Google has decided to shut down their own social network, Google+ after the company suffered a heavy data breach which exposed the personal information of hundreds of thousands of Google Plus users to third-party developers.
According to Google, a bug was found in one of Google+’s APIs which permitted the third-party developers to personal data of more than 500,000 users.
The company is not sure about the actual number of users who are affected by this vulnerability as Google+ servers do not keep API logs for more than two weeks.
According to a blog post by Google, they say that they have conducted a detailed analysis over the two weeks prior to patching the bug, and from that analysis, the Profiles of up to 500,000 Google+ accounts were potentially affected. Based on their analysis around 438 applications may have used this API. Google has guaranteed their users that the company have not found any evidence that any developer was aware of this bug, or that the profile data was misused by any of the 438 developers that could have had access.
This vulnerability was present since 2015 and Google came to know about it in March 2018 and immediately fixed it. But they haven’t disclosed any details regarding the breach to the public.
The technical details of the flaw have not been however revealed but it seems very similar to the recent Facebook API flaw which permitted unauthorized developers to access private data from Facebook users.
Along with admitting the security breach, Google announced that the company has planned to shut down its social media network, acknowledging that Google+ failed to gain broad adoption or significant traction with consumers.
Google+ will be shut down for consumers by the end of August 2019 but it will still remain as a product for Enterprise users.
New Privacy Controls Over Third-Party App Permissions Introduced
In order to prevent the leakage of sensitive data to third-party app developers, Google has made several important changes.

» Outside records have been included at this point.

//! Concept and lineage query builders

use chrono::{DateTime, Utc};

use crate::db::{Param, Statement};
use crate::models::FuzzyOption;

/// Builds statements against `concepts` and `concept_links`
pub struct ConceptsDataService;

impl ConceptsDataService {
    /// Insert a concept keyed `author/title`; returns the identifier
    pub fn create_concept(
        title: &str,
        author: &str,
        description: &str,
        diagram: &serde_json::Value,
    ) -> Statement {
        let now = Utc::now();
        Statement::new(
            "INSERT INTO concepts (identifier, title, author, description, diagram, created_at, updated_at) \
             VALUES (?1, ?2, ?3, ?4, ?5, ?6, ?7) \
             RETURNING identifier",
        )
        .bind(format!("{author}/{title}"))
        .bind(title)
        .bind(author)
        .bind(description)
        .bind(Param::Json(diagram.clone()))
        .bind(now)
        .bind(now)
    }

    pub fn find_exact_concept(title: &str, author: &str) -> Statement {
        Statement::new(
            "SELECT author, title, description, diagram FROM concepts WHERE title = ?1 AND author = ?2",
        )
        .bind(title)
        .bind(author)
    }

    pub fn link_existing_concept(ancestor: &str, descendant: &str) -> Statement {
        Statement::new(
            "INSERT INTO concept_links (ancestor, descendant) VALUES (?1, ?2) \
             RETURNING ancestor, descendant",
        )
        .bind(ancestor)
        .bind(descendant)
    }

    /// Counts how often `ancestor` is reachable below `descendant`; non-zero means
    /// linking them would close a cycle
    pub fn would_create_cycle(ancestor: &str, descendant: &str) -> Statement {
        Statement::new(
            "WITH RECURSIVE reachable(node) AS ( \
             SELECT descendant FROM concept_links WHERE ancestor = ?1 \
             UNION \
             SELECT concept_links.descendant FROM concept_links \
             JOIN reachable ON concept_links.ancestor = reachable.node) \
             SELECT COUNT(*) AS hits FROM reachable WHERE node = ?2",
        )
        .bind(descendant)
        .bind(ancestor)
    }

    /// Search by author and title under the given fuzzy policy, limited to
    /// concepts updated strictly between `not_before` and `not_after`
    pub fn query_concepts(
        title: &str,
        author: &str,
        not_before: DateTime<Utc>,
        not_after: DateTime<Utc>,
        fuzzy: FuzzyOption,
    ) -> Statement {
        let (author_op, author_value) = match fuzzy {
            FuzzyOption::All | FuzzyOption::Author => ("LIKE", format!("%{author}%")),
            FuzzyOption::None | FuzzyOption::Title => ("=", author.to_string()),
        };
        let (title_op, title_value) = match fuzzy {
            FuzzyOption::All | FuzzyOption::Title => ("LIKE", format!("%{title}%")),
            FuzzyOption::None | FuzzyOption::Author => ("=", title.to_string()),
        };

        Statement::new(format!(
            "SELECT identifier FROM concepts \
             WHERE author {author_op} ?1 AND title {title_op} ?2 \
             AND updated_at > ?3 AND updated_at < ?4 \
             ORDER BY updated_at DESC"
        ))
        .bind(author_value)
        .bind(title_value)
        .bind(not_before)
        .bind(not_after)
    }

    /// Ancestor edges of `identifier` up to `depth` hops, nearest first
    pub fn find_parent_ideas(identifier: &str, depth: i64) -> Statement {
        Self::walk_links("descendant", "ancestor", identifier, depth)
    }

    /// Descendant edges of `identifier` up to `depth` hops, nearest first
    pub fn find_child_ideas(identifier: &str, depth: i64) -> Statement {
        Self::walk_links("ancestor", "descendant", identifier, depth)
    }

    fn walk_links(from: &str, towards: &str, identifier: &str, depth: i64) -> Statement {
        Statement::new(format!(
            "WITH RECURSIVE walk(descendant, ancestor, depth) AS ( \
             SELECT descendant, ancestor, 1 FROM concept_links WHERE {from} = ?1 \
             UNION ALL \
             SELECT concept_links.descendant, concept_links.ancestor, walk.depth + 1 \
             FROM concept_links, walk \
             WHERE concept_links.{from} = walk.{towards} AND walk.depth < ?2) \
             SELECT ancestor, descendant, depth FROM walk WHERE depth <= ?2 ORDER BY depth"
        ))
        .bind(identifier)
        .bind(depth)
    }
}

Google engineers reviewed third-party developer access to Google account and Android device data as part of their “Project Strobe,” and has introduced some new privacy controls.
When a third-party app provokes a user for access to their Google account data, clicking “Allow” button approves all requested permissions at once which gives no chance for any malicious apps to trick users into giving away powerful permissions.
Google has now updated its Account Permissions system that asks for each requested permission individually rather than all at once. This gives the users more control over the type of account data they choose to share with each app.
APIs can allow developers to access users’ highly sensitive data like a Gmail account. So, Google has limited access to Gmail API only for apps that directly enhance email functionality such as email clients, email backup services and productivity services.
To prevent the leakage of sensitive call and text log data, Google has included a new rule under its Google Play Developer Policy which limits Call Log and SMS permission usage to your “default” phone or SMS apps only.